*** Opening GIVEN INFORMATION ***

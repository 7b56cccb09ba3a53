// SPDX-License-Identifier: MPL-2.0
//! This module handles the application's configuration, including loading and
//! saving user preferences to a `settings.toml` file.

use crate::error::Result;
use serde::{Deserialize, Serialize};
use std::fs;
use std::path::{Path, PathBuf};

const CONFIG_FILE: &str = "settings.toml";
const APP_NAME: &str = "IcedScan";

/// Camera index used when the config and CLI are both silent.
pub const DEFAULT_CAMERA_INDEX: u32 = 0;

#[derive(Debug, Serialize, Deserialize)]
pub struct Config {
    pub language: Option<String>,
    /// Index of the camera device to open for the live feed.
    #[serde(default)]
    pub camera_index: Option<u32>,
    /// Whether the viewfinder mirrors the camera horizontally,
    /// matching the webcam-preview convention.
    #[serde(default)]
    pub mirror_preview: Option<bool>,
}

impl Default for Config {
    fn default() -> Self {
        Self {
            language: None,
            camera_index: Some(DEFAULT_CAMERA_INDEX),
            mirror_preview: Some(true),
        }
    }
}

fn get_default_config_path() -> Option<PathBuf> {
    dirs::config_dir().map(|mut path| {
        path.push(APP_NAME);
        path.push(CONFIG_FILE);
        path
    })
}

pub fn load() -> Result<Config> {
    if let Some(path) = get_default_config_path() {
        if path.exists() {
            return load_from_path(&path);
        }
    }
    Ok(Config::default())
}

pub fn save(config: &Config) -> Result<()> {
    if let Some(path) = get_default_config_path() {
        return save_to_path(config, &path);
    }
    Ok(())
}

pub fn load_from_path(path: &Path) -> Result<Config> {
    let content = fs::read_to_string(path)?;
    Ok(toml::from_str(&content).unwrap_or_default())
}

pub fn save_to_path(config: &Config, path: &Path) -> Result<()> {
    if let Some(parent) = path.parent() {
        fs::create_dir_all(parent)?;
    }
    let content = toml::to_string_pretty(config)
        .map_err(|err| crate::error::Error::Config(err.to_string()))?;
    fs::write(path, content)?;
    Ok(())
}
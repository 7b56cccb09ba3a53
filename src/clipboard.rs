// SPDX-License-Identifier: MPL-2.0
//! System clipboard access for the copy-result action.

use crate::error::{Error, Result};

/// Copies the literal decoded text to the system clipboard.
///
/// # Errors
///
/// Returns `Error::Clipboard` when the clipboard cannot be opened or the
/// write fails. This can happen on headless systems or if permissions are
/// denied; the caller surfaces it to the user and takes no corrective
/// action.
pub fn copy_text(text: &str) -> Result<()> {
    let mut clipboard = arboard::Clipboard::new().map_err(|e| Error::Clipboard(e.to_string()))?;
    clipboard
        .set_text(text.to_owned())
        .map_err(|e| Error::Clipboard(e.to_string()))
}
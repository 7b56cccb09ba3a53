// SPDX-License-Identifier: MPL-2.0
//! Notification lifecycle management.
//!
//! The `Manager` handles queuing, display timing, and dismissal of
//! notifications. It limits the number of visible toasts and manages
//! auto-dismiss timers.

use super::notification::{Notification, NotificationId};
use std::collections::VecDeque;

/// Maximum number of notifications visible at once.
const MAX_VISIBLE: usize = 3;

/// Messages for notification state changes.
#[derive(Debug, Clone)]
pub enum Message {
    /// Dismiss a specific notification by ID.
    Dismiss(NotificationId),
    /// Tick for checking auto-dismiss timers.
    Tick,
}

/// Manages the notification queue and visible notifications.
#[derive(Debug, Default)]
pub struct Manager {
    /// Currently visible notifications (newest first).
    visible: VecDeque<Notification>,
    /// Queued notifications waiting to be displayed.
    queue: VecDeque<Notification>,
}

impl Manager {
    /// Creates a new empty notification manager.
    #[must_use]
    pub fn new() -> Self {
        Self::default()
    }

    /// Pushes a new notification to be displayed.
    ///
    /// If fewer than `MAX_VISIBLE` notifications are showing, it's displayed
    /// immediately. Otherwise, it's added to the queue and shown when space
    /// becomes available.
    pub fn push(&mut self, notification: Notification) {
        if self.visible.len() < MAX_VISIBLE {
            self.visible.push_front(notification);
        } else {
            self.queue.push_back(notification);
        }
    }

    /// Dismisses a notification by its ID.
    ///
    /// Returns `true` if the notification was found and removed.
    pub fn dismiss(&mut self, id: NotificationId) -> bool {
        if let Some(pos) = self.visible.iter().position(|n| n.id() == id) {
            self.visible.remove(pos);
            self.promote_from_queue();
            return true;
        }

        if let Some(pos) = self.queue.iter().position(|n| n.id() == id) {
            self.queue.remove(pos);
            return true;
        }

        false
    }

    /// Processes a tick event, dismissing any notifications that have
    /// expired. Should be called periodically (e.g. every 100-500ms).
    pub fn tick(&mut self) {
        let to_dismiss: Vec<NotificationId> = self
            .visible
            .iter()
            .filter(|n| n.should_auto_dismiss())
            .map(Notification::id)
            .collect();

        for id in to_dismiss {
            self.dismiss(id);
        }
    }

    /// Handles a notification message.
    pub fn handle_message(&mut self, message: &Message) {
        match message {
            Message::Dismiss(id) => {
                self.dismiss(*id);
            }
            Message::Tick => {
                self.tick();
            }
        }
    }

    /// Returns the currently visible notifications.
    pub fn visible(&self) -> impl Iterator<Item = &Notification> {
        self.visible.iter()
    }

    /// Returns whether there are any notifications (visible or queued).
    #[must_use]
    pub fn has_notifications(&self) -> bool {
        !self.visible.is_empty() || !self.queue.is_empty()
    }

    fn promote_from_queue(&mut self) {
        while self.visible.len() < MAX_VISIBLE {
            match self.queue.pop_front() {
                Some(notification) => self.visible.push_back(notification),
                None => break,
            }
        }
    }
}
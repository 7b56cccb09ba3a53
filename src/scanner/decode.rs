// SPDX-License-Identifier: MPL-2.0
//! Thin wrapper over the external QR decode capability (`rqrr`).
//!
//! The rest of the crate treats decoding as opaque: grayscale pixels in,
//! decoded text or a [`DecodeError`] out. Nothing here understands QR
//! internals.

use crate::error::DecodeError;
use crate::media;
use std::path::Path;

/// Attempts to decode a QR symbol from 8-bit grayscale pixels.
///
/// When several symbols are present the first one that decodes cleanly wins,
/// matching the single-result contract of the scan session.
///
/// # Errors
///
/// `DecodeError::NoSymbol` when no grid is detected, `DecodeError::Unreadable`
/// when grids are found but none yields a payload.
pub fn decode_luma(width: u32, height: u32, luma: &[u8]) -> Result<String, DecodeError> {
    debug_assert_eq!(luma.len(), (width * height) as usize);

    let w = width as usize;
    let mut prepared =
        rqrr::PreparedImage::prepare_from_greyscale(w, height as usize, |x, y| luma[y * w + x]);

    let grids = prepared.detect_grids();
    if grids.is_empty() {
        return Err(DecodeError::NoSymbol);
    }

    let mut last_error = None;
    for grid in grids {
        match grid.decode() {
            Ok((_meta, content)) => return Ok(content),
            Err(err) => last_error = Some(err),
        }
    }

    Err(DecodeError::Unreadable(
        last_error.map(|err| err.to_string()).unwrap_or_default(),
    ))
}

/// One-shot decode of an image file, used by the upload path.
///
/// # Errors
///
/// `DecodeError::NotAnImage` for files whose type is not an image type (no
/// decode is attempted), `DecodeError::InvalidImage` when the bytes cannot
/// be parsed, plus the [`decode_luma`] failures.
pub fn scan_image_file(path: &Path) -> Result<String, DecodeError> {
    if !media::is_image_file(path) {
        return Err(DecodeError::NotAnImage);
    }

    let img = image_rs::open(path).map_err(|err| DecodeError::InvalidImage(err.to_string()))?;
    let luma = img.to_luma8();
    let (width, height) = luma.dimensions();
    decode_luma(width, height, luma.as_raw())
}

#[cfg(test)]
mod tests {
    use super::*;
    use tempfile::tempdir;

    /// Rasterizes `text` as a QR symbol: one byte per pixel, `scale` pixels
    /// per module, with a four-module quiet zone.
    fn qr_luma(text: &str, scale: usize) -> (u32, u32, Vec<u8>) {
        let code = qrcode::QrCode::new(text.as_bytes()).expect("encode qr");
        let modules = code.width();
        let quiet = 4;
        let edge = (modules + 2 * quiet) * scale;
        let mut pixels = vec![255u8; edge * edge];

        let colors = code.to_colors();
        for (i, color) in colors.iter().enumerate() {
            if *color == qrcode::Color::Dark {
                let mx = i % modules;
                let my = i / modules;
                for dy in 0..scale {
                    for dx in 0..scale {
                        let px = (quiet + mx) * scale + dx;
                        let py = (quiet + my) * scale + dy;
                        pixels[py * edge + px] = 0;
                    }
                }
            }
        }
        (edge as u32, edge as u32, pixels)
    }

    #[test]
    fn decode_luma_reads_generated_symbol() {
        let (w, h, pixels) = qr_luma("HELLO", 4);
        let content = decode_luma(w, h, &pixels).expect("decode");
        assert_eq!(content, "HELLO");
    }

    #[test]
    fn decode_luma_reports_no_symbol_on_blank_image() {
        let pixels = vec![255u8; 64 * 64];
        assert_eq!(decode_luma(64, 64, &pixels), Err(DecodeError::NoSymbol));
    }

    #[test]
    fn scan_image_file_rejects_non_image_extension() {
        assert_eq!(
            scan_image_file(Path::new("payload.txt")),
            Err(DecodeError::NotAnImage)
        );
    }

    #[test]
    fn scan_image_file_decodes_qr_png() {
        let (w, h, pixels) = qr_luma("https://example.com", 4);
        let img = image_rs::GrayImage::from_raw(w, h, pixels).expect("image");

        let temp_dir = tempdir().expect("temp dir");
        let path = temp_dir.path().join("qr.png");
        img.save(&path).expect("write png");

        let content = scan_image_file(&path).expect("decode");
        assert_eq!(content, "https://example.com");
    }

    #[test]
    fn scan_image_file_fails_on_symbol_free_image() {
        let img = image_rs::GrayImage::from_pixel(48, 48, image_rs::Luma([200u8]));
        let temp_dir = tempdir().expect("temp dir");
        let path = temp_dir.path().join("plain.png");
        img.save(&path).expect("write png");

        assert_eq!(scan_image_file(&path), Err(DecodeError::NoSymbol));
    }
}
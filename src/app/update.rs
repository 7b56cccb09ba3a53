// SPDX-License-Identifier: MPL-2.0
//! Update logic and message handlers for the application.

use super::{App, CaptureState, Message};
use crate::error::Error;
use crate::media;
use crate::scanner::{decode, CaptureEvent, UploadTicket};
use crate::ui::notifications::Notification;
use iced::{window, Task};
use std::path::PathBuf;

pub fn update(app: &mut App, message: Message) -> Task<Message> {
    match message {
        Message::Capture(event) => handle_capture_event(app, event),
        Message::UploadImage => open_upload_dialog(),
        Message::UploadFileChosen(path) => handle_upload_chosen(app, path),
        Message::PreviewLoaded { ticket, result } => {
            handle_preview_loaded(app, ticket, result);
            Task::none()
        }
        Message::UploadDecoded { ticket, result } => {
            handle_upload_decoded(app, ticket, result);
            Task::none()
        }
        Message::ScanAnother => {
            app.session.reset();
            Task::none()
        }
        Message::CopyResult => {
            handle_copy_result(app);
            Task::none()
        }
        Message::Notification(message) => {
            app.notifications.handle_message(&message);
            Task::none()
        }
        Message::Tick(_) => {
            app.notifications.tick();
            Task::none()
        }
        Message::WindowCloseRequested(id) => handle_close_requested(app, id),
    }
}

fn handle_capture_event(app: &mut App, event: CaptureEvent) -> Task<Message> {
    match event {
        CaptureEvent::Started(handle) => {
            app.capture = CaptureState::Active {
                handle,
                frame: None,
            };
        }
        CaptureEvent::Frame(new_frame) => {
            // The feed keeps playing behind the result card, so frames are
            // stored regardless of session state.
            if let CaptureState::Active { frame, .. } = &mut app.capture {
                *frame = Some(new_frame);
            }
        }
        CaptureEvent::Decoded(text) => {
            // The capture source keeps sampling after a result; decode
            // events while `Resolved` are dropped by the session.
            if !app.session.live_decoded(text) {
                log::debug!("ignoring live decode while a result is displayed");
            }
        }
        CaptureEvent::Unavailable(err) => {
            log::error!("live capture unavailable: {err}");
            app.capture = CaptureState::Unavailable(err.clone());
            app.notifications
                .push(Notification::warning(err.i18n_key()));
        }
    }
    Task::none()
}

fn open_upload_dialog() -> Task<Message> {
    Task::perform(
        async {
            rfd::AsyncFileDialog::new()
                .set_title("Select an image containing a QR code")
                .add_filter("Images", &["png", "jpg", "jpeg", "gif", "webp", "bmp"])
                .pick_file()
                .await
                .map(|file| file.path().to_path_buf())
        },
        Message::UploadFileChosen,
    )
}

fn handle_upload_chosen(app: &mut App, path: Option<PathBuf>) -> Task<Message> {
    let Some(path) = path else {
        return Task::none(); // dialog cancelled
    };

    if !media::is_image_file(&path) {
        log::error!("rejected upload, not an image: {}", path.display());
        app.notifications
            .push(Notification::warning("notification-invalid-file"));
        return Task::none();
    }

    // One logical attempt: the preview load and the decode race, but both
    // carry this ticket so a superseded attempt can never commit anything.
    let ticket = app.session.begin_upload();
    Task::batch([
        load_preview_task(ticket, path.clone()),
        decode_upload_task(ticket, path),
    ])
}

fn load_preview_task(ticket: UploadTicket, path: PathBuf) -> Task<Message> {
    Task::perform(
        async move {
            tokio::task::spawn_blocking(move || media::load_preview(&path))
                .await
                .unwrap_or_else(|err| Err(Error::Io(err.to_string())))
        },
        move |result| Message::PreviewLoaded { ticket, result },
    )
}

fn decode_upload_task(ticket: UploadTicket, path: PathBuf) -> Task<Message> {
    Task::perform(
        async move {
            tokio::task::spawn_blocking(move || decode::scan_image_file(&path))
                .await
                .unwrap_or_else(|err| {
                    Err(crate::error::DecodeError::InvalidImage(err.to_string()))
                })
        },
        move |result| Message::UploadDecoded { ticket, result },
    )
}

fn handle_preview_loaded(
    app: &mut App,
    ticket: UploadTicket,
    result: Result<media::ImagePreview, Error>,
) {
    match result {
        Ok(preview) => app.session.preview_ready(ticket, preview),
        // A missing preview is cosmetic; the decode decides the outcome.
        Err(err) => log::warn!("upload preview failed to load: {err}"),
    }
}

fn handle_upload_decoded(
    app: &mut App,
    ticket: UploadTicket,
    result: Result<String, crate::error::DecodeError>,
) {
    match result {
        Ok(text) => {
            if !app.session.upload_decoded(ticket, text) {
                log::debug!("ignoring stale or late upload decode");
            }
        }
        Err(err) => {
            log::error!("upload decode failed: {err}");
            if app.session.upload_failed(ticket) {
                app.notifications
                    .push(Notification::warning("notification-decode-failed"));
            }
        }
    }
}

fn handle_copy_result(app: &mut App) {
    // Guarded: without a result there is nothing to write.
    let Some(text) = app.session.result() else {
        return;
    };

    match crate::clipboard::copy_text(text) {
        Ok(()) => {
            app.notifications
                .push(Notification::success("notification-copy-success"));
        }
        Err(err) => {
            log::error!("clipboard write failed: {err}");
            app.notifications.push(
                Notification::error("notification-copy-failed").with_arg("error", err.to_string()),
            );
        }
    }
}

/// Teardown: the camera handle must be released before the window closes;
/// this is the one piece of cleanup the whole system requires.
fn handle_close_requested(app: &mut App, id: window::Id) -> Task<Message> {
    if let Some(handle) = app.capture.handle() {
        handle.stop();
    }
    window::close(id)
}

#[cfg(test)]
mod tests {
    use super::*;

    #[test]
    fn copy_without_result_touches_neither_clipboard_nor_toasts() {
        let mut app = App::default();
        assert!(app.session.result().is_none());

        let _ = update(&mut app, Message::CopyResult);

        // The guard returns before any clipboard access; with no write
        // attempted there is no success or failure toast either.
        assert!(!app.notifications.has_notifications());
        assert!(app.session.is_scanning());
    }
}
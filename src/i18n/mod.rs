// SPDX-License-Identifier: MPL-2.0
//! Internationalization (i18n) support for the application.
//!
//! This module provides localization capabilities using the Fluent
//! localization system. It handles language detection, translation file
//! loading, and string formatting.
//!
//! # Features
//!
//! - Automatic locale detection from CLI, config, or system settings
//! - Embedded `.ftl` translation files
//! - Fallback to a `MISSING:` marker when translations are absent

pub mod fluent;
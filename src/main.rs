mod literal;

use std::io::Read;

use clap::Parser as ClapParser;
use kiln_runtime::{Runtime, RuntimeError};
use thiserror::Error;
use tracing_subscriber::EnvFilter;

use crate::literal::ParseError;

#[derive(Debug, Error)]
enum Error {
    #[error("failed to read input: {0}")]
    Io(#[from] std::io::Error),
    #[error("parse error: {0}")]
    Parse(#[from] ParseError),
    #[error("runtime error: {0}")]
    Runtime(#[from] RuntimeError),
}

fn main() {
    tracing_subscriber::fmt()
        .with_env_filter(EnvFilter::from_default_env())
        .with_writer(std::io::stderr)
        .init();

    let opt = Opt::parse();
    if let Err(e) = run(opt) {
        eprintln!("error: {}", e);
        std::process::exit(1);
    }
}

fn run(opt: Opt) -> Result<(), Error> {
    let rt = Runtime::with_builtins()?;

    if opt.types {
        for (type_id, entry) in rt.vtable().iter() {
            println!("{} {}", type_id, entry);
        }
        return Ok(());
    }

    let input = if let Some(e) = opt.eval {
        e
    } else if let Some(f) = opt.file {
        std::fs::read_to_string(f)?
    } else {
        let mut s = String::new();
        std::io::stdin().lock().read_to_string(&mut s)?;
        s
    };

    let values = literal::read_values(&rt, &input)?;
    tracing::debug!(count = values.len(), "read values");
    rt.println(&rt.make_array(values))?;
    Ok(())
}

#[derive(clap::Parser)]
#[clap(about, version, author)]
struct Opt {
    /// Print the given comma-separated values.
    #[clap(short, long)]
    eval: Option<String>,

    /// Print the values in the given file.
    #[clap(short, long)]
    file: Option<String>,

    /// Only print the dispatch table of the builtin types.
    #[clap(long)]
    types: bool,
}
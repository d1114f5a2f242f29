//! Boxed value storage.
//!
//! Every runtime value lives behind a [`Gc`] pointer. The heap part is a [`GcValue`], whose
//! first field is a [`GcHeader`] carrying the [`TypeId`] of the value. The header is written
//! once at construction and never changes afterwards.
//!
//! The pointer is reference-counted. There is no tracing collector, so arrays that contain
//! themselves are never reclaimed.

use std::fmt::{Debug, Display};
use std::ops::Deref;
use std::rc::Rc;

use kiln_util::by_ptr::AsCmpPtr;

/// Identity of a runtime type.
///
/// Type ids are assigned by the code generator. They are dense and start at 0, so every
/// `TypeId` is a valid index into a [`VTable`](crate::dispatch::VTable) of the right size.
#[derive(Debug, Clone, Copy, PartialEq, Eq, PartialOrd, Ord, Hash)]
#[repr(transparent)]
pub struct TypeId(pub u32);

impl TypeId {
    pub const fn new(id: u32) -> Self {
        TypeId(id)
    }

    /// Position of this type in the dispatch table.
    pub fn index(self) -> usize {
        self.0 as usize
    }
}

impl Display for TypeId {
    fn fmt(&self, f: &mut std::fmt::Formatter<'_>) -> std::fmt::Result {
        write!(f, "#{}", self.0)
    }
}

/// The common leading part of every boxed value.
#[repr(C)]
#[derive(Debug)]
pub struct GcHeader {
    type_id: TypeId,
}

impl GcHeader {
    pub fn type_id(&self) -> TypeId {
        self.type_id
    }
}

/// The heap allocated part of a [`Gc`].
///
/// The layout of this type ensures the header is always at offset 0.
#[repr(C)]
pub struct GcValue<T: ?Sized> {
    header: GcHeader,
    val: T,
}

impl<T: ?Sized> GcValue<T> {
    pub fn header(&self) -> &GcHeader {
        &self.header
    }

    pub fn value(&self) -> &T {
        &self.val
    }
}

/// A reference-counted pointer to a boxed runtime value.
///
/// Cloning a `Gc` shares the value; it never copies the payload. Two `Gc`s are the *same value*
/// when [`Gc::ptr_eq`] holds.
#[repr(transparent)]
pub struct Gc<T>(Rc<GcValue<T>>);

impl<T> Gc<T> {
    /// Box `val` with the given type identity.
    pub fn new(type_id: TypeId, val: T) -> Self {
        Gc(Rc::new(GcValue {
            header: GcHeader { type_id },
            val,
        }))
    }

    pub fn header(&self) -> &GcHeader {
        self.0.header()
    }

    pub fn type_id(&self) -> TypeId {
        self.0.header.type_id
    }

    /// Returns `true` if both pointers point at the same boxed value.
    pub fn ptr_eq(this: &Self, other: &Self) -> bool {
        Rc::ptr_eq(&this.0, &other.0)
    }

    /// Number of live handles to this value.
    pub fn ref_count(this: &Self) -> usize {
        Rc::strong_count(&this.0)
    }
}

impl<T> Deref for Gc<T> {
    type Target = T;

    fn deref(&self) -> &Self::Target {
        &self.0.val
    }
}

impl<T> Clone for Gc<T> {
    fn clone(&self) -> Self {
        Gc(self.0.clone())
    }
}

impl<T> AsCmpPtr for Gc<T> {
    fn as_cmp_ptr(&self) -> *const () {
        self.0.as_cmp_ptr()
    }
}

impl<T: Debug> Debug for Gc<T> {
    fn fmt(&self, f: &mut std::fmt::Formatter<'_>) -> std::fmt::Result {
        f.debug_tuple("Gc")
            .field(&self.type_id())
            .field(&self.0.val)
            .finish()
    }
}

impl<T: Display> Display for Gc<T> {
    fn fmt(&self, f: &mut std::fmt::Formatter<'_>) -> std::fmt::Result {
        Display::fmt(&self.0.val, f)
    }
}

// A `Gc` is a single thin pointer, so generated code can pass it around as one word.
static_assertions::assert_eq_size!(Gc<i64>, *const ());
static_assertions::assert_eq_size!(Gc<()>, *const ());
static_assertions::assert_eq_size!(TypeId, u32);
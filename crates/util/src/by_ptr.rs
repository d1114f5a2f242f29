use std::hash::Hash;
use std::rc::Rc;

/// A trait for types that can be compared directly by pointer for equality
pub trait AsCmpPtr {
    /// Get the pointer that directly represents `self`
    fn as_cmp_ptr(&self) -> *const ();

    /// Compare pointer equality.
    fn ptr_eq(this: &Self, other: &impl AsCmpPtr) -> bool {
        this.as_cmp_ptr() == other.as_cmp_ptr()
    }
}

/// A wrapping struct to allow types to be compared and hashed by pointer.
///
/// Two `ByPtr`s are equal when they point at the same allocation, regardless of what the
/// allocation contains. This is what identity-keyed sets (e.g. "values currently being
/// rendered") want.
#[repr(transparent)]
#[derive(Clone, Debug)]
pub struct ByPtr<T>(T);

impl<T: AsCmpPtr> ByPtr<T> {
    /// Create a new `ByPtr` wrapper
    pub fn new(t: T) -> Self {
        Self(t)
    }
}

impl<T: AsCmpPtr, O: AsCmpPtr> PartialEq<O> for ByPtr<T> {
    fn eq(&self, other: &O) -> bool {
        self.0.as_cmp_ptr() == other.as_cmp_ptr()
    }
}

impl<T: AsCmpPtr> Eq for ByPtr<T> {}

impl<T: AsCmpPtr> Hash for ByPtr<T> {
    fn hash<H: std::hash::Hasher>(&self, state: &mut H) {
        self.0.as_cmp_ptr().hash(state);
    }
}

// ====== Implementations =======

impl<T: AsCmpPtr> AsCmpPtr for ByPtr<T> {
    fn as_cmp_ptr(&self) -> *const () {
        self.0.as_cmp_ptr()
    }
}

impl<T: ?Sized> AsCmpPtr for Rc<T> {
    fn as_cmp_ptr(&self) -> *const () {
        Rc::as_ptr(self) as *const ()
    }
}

*** Closing GIVEN INFORMATION ***

▶ WHAT YOU HAVE TO DO
The answer is a single number, the count of lines in the records that contain the string "true".

▶ ANSWER BOX
5